Anatomy of a Child/Teen Menace
Sunday, March 29th, 2009I read an article in a St. Louis paper about parenting oppositional kids written by an accomplished therapist and educator. It was great advice about basic ways parents could intervene with oppositional defiant kids. What the article missed, what most articles miss, is how this behavior gets set up in the first place. It missed the complexity of families, the subterranean happenings, the unspoken communications that overshadow whatever is being said and done on the surface. It missed the essence of what is really going on and the fact that those behaviors are weaved into the fabric of the family. So all the great intervention strategies will work for awhile and then they will stop working. The situation will become worse than before the interventions were tried.
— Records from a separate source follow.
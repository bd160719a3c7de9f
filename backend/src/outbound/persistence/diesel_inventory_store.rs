//! PostgreSQL-backed `InventoryStore` implementation using Diesel ORM.
//!
//! Every method checks out its own pooled connection. Writes touch exactly
//! one row and report [`InventoryStoreError::MissingRow`] when the row is
//! gone, so the rename journal never records a write that did not happen.

use async_trait::async_trait;
use diesel::prelude::*;
use diesel::upsert::excluded;
use diesel_async::RunQueryDsl;

use crate::domain::ports::{InventoryStore, InventoryStoreError};
use crate::domain::{
    Cpu, CpuId, EdgeFile, EdgeFileId, Role, RoleId, ThreadAssignment, ThreadAssignmentId,
};

use super::diesel_error_mapping::{expect_one_row, map_diesel_error, map_pool_error};
use super::models::{
    CpuRow, CpuUpdate, EdgeFileRow, EdgeFileUpsert, RoleRow, RoleUpdate, ThreadAssignmentRow,
};
use super::pool::DbPool;
use super::schema::{cpus, edgefiles, edgemomsetup, roles};

/// Diesel-backed implementation of the [`InventoryStore`] port.
#[derive(Clone)]
pub struct DieselInventoryStore {
    pool: DbPool,
}

impl DieselInventoryStore {
    /// Create a new store with the given connection pool.
    pub fn new(pool: DbPool) -> Self {
        Self { pool }
    }
}

/// Build a `LIKE` pattern matching names that end with `suffix` verbatim.
fn suffix_pattern(suffix: &str) -> String {
    let mut pattern = String::with_capacity(suffix.len() + 1);
    pattern.push('%');
    for ch in suffix.chars() {
        if matches!(ch, '%' | '_' | '\\') {
            pattern.push('\\');
        }
        pattern.push(ch);
    }
    pattern
}

#[async_trait]
impl InventoryStore for DieselInventoryStore {
    async fn get_role(&self, id: RoleId) -> Result<Option<Role>, InventoryStoreError> {
        let mut conn = self.pool.get().await.map_err(map_pool_error)?;
        let row: Option<RoleRow> = roles::table
            .find(id.get())
            .select(RoleRow::as_select())
            .first(&mut conn)
            .await
            .optional()
            .map_err(|err| map_diesel_error(err, "get_role"))?;
        Ok(row.map(Role::from))
    }

    async fn find_role_by_name(&self, name: &str) -> Result<Option<Role>, InventoryStoreError> {
        let mut conn = self.pool.get().await.map_err(map_pool_error)?;
        let row: Option<RoleRow> = roles::table
            .filter(roles::role.eq(name))
            .select(RoleRow::as_select())
            .first(&mut conn)
            .await
            .optional()
            .map_err(|err| map_diesel_error(err, "find_role_by_name"))?;
        Ok(row.map(Role::from))
    }

    async fn list_roles_by_cpu(&self, cpu_id: CpuId) -> Result<Vec<Role>, InventoryStoreError> {
        let mut conn = self.pool.get().await.map_err(map_pool_error)?;
        let rows: Vec<RoleRow> = roles::table
            .filter(roles::cpuid.eq(cpu_id.get()))
            .order(roles::id.asc())
            .select(RoleRow::as_select())
            .load(&mut conn)
            .await
            .map_err(|err| map_diesel_error(err, "list_roles_by_cpu"))?;
        Ok(rows.into_iter().map(Role::from).collect())
    }

    async fn save_role(&self, role: &Role) -> Result<(), InventoryStoreError> {
        let mut conn = self.pool.get().await.map_err(map_pool_error)?;
        let updated = diesel::update(roles::table.find(role.id.get()))
            .set(RoleUpdate::from(role))
            .execute(&mut conn)
            .await
            .map_err(|err| map_diesel_error(err, "save_role"))?;
        expect_one_row(updated, "roles", role.id.get())
    }

    async fn get_cpu(&self, id: CpuId) -> Result<Option<Cpu>, InventoryStoreError> {
        let mut conn = self.pool.get().await.map_err(map_pool_error)?;
        let row: Option<CpuRow> = cpus::table
            .find(id.get())
            .select(CpuRow::as_select())
            .first(&mut conn)
            .await
            .optional()
            .map_err(|err| map_diesel_error(err, "get_cpu"))?;
        Ok(row.map(Cpu::from))
    }

    async fn list_cpus(&self) -> Result<Vec<Cpu>, InventoryStoreError> {
        let mut conn = self.pool.get().await.map_err(map_pool_error)?;
        let rows: Vec<CpuRow> = cpus::table
            .order(cpus::id.asc())
            .select(CpuRow::as_select())
            .load(&mut conn)
            .await
            .map_err(|err| map_diesel_error(err, "list_cpus"))?;
        Ok(rows.into_iter().map(Cpu::from).collect())
    }

    async fn save_cpu(&self, cpu: &Cpu) -> Result<(), InventoryStoreError> {
        let mut conn = self.pool.get().await.map_err(map_pool_error)?;
        let updated = diesel::update(cpus::table.find(cpu.id.get()))
            .set(CpuUpdate::from(cpu))
            .execute(&mut conn)
            .await
            .map_err(|err| map_diesel_error(err, "save_cpu"))?;
        expect_one_row(updated, "cpus", cpu.id.get())
    }

    async fn save_edge_file(&self, edge_file: &EdgeFile) -> Result<(), InventoryStoreError> {
        let mut conn = self.pool.get().await.map_err(map_pool_error)?;
        let row = EdgeFileUpsert::from(edge_file);
        diesel::insert_into(edgefiles::table)
            .values(&row)
            .on_conflict(edgefiles::id)
            .do_update()
            .set((
                edgefiles::edgefile.eq(excluded(edgefiles::edgefile)),
                edgefiles::content.eq(excluded(edgefiles::content)),
            ))
            .execute(&mut conn)
            .await
            .map(|_| ())
            .map_err(|err| map_diesel_error(err, "save_edge_file"))
    }

    async fn get_edge_files_by_name_suffix(
        &self,
        suffix: &str,
    ) -> Result<Vec<EdgeFile>, InventoryStoreError> {
        let mut conn = self.pool.get().await.map_err(map_pool_error)?;
        let rows: Vec<EdgeFileRow> = edgefiles::table
            .filter(edgefiles::edgefile.like(suffix_pattern(suffix)))
            .order(edgefiles::id.asc())
            .select(EdgeFileRow::as_select())
            .load(&mut conn)
            .await
            .map_err(|err| map_diesel_error(err, "get_edge_files_by_name_suffix"))?;
        Ok(rows.into_iter().map(EdgeFile::from).collect())
    }

    async fn rename_edge_file(
        &self,
        id: EdgeFileId,
        new_name: &str,
    ) -> Result<(), InventoryStoreError> {
        let mut conn = self.pool.get().await.map_err(map_pool_error)?;
        let updated = diesel::update(edgefiles::table.find(id.get()))
            .set(edgefiles::edgefile.eq(new_name))
            .execute(&mut conn)
            .await
            .map_err(|err| map_diesel_error(err, "rename_edge_file"))?;
        expect_one_row(updated, "edgefiles", id.get())
    }

    async fn list_thread_assignments_by_role_and_account(
        &self,
        role_id: RoleId,
        account: &str,
    ) -> Result<Vec<ThreadAssignment>, InventoryStoreError> {
        let mut conn = self.pool.get().await.map_err(map_pool_error)?;
        let rows: Vec<ThreadAssignmentRow> = edgemomsetup::table
            .filter(edgemomsetup::roleid.eq(role_id.get()))
            .filter(edgemomsetup::account.eq(account))
            .order(edgemomsetup::id.asc())
            .select(ThreadAssignmentRow::as_select())
            .load(&mut conn)
            .await
            .map_err(|err| map_diesel_error(err, "list_thread_assignments_by_role_and_account"))?;
        Ok(rows.into_iter().map(ThreadAssignment::from).collect())
    }

    async fn update_thread_assignment_account(
        &self,
        id: ThreadAssignmentId,
        account: &str,
    ) -> Result<(), InventoryStoreError> {
        let mut conn = self.pool.get().await.map_err(map_pool_error)?;
        let updated = diesel::update(edgemomsetup::table.find(id.get()))
            .set(edgemomsetup::account.eq(account))
            .execute(&mut conn)
            .await
            .map_err(|err| map_diesel_error(err, "update_thread_assignment_account"))?;
        expect_one_row(updated, "edgemomsetup", id.get())
    }

    async fn list_thread_assignments_by_edge_file(
        &self,
        edge_file_id: EdgeFileId,
    ) -> Result<Vec<ThreadAssignment>, InventoryStoreError> {
        let mut conn = self.pool.get().await.map_err(map_pool_error)?;
        let rows: Vec<ThreadAssignmentRow> = edgemomsetup::table
            .filter(edgemomsetup::edgefileid.eq(edge_file_id.get()))
            .order(edgemomsetup::id.asc())
            .select(ThreadAssignmentRow::as_select())
            .load(&mut conn)
            .await
            .map_err(|err| map_diesel_error(err, "list_thread_assignments_by_edge_file"))?;
        Ok(rows.into_iter().map(ThreadAssignment::from).collect())
    }

    async fn mark_cpu_dirty(&self, id: CpuId) -> Result<(), InventoryStoreError> {
        let mut conn = self.pool.get().await.map_err(map_pool_error)?;
        let updated = diesel::update(cpus::table.find(id.get()))
            .set(cpus::hasdata.eq(true))
            .execute(&mut conn)
            .await
            .map_err(|err| map_diesel_error(err, "mark_cpu_dirty"))?;
        expect_one_row(updated, "cpus", id.get())
    }

    async fn mark_role_dirty(&self, id: RoleId) -> Result<(), InventoryStoreError> {
        let mut conn = self.pool.get().await.map_err(map_pool_error)?;
        let updated = diesel::update(roles::table.find(id.get()))
            .set(roles::hasdata.eq(true))
            .execute(&mut conn)
            .await
            .map_err(|err| map_diesel_error(err, "mark_role_dirty"))?;
        expect_one_row(updated, "roles", id.get())
    }
}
Here is what is going on in the underbelly: 1) Parents who need to be loved by their children and the children who know this. The kids know that by giving their parents the love they so desperately need they will have a special place. Parents end up as willing victims of extortion with the kids demanding more and more by holding love hostage. When parents finally wake up and say “no” to this bizarre arrangement, usually for the wrong reason (like the price is too high), they are told by their entitled children that there is no escape or rescue. If parents hold their ground and stop fulfilling demands, it is then that the oppositional defiant behavior begins. 2) Parents who sabotage each other by giving kids mixed communications. It could be that one parent is the disciplinarian and the other is the “nice one” who never follows through with enforcing any consequences. Or it could happen with grandparents usurping parents; misguided professionals taking the side of kids without knowing the whole story; the media telling kids that parents are idiots. This breeds mutiny where oppositional behavior escalates and can turn violent. 3) Emotional incest where parents literally become friends with their children thereby breaking down all boundaries, the natural order of parents raising their kids and ending any possibility of effective parenting. Friends do not have authority over each other and if, by chance, a parent decides to be the parent the kid-friend says this is not going to happen. It is a small step to outright anarchy.
Suggestions for interventions are sometimes useful but they are just band-aids that do not address what is going on below. It is the malignancies that we must face, sooner or later. That is the true test of wanting a healthy family.